Se lhe disserem que o marujo aí acima esté em Alcácer-Quibir, você não acredita, pois não? Os mitos pátrios imaginam, à viva força, uma aldeola no deserto. Pois enganam-se, mais uma vez, os mitos. O leitor está a ver-me frente a um dos centros comerciais de… pois, de Alcácer-Quibir.
Agora, uma explicação. O lugar da batalha não é aí, mas 16 km a nordeste. Mais exactamente, aqui:
Como vê, uma planície de cultivo. Era, de resto, o que Sebastião, o Tal, procurava. Marrocos era – e é – um celeiro. E Portugal, em 1578, tinha fome.
Este visitante escreveu no livrinho Quem inventou Marrocos o apontamento que segue:
Quarta, 14 de Março de 2001.
A cidade de El Ksar El Kebir, ‘o palácio grande’, ignora quanto é famosa. Provavelmente nenhum habitante sabe que o nome da terra, corrompido em Alcácer-Quibir, foi servir de pesadelo a um povo do outro lado do mar. É certo que a batalha não foi exactamente ali onde é a cidade. Os exércitos defrontaram-se 16 km mais a norte, em campo aberto. Estranha coisa: a persistente imaginação lusitana, e o filme de Oliveira, colocam-na no deserto, quando o deserto dista centos de quilómetros daqui. Toda a metade norte de Marrocos é verde, bem mais verde do que o nosso, esse sim desértico, Alentejo.
O sítio exacto da grande refrega é, já vou avisado, difícil de achar. Sei que há um monumento, que fica junto a um velho apeadeiro de comboio. Vou-me valendo das indicações de Amadeu Lopes Sabino, num artigo há anos no DN, mas, ainda em plena cidade, a posição do sol diz-me que vou mal. Um polícia sinaleiro apercebe-se e vem ter comigo. Estamos em Marrocos… Tivesse eu saído do carro, e ele acolhia-me com um braço pelos ombros. «Monsieur», digo, «je cherche la gare de El Makhazen.» «La guerre?» «Non, monsieur, la gare.» «Mais oui, la guerre, la bataille.» O parvo, afinal, sou eu. Solícito, ele indica-me o «feu-rouge» onde devo virar à esquerda.
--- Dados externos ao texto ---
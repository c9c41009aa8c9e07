//! Linear light colors and their conversion to display values.
//!
//! All lighting math happens on [`LinearColor`], which is never clamped.
//! [`LinearColor::to_display_color`] is the one place where a color is gamma
//! encoded and clamped to the 0-255 range.

use std::ops;

/// Color proportional to physical light intensity.
#[derive(Debug, Clone, Copy, PartialEq)]
pub struct LinearColor {
    pub r: f64,
    pub g: f64,
    pub b: f64,
    pub a: f64,
}

/// Gamma encoded color with every channel in [0, 255].
#[derive(Debug, Clone, Copy, PartialEq)]
pub struct DisplayColor {
    r: f64,
    g: f64,
    b: f64,
    a: f64,
}

/// Tone mapping applied to the red, green and blue channels before display.
#[derive(Debug, Clone, Copy, PartialEq, Default)]
pub enum Exposure {
    #[default]
    Identity,
    /// `1 - e^(-x * v)` with the given `v`
    Exponential(f64),
}

impl Exposure {
    pub fn apply(&self, x: f64) -> f64 {
        match self {
            Exposure::Identity => x,
            Exposure::Exponential(v) => 1.0 - (-x * v).exp(),
        }
    }
}

impl ops::Add<LinearColor> for LinearColor {
    type Output = Self;

    #[inline(always)]
    fn add(self, rhs: LinearColor) -> Self::Output {
        LinearColor {
            r: self.r + rhs.r,
            g: self.g + rhs.g,
            b: self.b + rhs.b,
            a: self.a + rhs.a,
        }
    }
}

impl ops::AddAssign<LinearColor> for LinearColor {
    #[inline(always)]
    fn add_assign(&mut self, rhs: LinearColor) {
        *self = *self + rhs;
    }
}

impl ops::Mul<LinearColor> for LinearColor {
    type Output = Self;

    #[inline(always)]
    fn mul(self, rhs: LinearColor) -> Self::Output {
        LinearColor {
            r: self.r * rhs.r,
            g: self.g * rhs.g,
            b: self.b * rhs.b,
            a: self.a * rhs.a,
        }
    }
}

impl ops::Mul<f64> for LinearColor {
    type Output = Self;

    #[inline(always)]
    fn mul(self, rhs: f64) -> Self::Output {
        LinearColor {
            r: self.r * rhs,
            g: self.g * rhs,
            b: self.b * rhs,
            a: self.a * rhs,
        }
    }
}

impl LinearColor {
    pub const BLACK: LinearColor = LinearColor::new(0.0, 0.0, 0.0, 1.0);
    pub const WHITE: LinearColor = LinearColor::new(1.0, 1.0, 1.0, 1.0);
    pub const TRANSPARENT: LinearColor = LinearColor::new(0.0, 0.0, 0.0, 0.0);

    pub const fn new(r: f64, g: f64, b: f64, a: f64) -> LinearColor {
        LinearColor { r, g, b, a }
    }

    pub const fn rgb(r: f64, g: f64, b: f64) -> LinearColor {
        LinearColor::new(r, g, b, 1.0)
    }

    /// Linear interpolation, `self` at `t = 0` and `other` at `t = 1`.
    pub fn lerp(self, other: LinearColor, t: f64) -> LinearColor {
        self * (1.0 - t) + other * t
    }

    /// Maps red, green and blue through `f`, alpha is left untouched.
    pub fn apply_exposure(self, f: impl Fn(f64) -> f64) -> LinearColor {
        LinearColor {
            r: f(self.r),
            g: f(self.g),
            b: f(self.b),
            a: self.a,
        }
    }

    pub fn to_display_color(self, rounded: bool) -> DisplayColor {
        let finish = |v: f64| {
            let v = to_byte_range(v);
            if rounded {
                v.round()
            } else {
                v
            }
        };
        DisplayColor {
            r: finish(gamma_encode(self.r) * 255.0),
            g: finish(gamma_encode(self.g) * 255.0),
            b: finish(gamma_encode(self.b) * 255.0),
            a: finish(self.a * 255.0),
        }
    }
}

impl DisplayColor {
    pub fn r(&self) -> f64 {
        self.r
    }

    pub fn g(&self) -> f64 {
        self.g
    }

    pub fn b(&self) -> f64 {
        self.b
    }

    pub fn a(&self) -> f64 {
        self.a
    }
}

impl From<DisplayColor> for image::Rgba<u8> {
    fn from(value: DisplayColor) -> Self {
        // channels are already inside [0, 255], rounding keeps the cast exact
        image::Rgba([
            value.r.round() as u8,
            value.g.round() as u8,
            value.b.round() as u8,
            value.a.round() as u8,
        ])
    }
}

/// sRGB transfer function.
fn gamma_encode(v: f64) -> f64 {
    if v <= 0.0031308 {
        12.92 * v
    } else {
        1.055 * v.powf(1.0 / 2.4) - 0.055
    }
}

fn to_byte_range(v: f64) -> f64 {
    if v.is_nan() {
        return 0.0;
    }
    v.clamp(0.0, 255.0)
}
Como é que uma estação de caminho de ferro o informou da minha exacta busca, havia eu de compreendê-lo quando chegasse ao sítio: ninguém procuraria, naquele lugarejo, senão exactamente isso. Mas já então eu dera voltas inúteis, já encontrara também, tal como Sabino relata que lhe sucedeu, quem gritasse «Sébastien, Sébastien!» apontando o infinito, e, mais que tudo, já eu me apercebera de que o depósito da gasolina estava, talvez, nas últimas gotas. Quem anda atrás da História não repara em ninharias.
E foi assim que, junto ao minúsculo monumento à Batalha dos Três Reis, a designação marroquina do recontro onde os três deixaram a vida (mas certezas só há dos dois monarcas locais), nesse lugar anódino onde as nossas esperanças de grandeza se finaram, foi assim que eu, em vez de curvar a extenuada cerviz e meditar no destino, só soube perguntar onde era a bomba de gasolina. Riram. Não havia tal. Fi medina, ‘na cidade’, gritaram-me alvoroçados. E eu pensei que, se em algum lugar do mundo tivesse de ser infeliz, antes aqui.
Um camponês de idade incerta disponibilizou-se a acompanhar-me. Aceitei logo. Por aqueles ermos, ninguém falava senão marroquino, e a suprema desgraça seria ver-me no descampado sem gasolina e sem idioma. Pelo caminho, pediu-me dinheiro para certo ferimento no tornozelo. Vi a coisa muito cicatrizada. Mas nós tínhamos por ali, lembrei-me, ainda alguma dívida.
Cheguei a Alcácer-Quibir já o carro soluçava.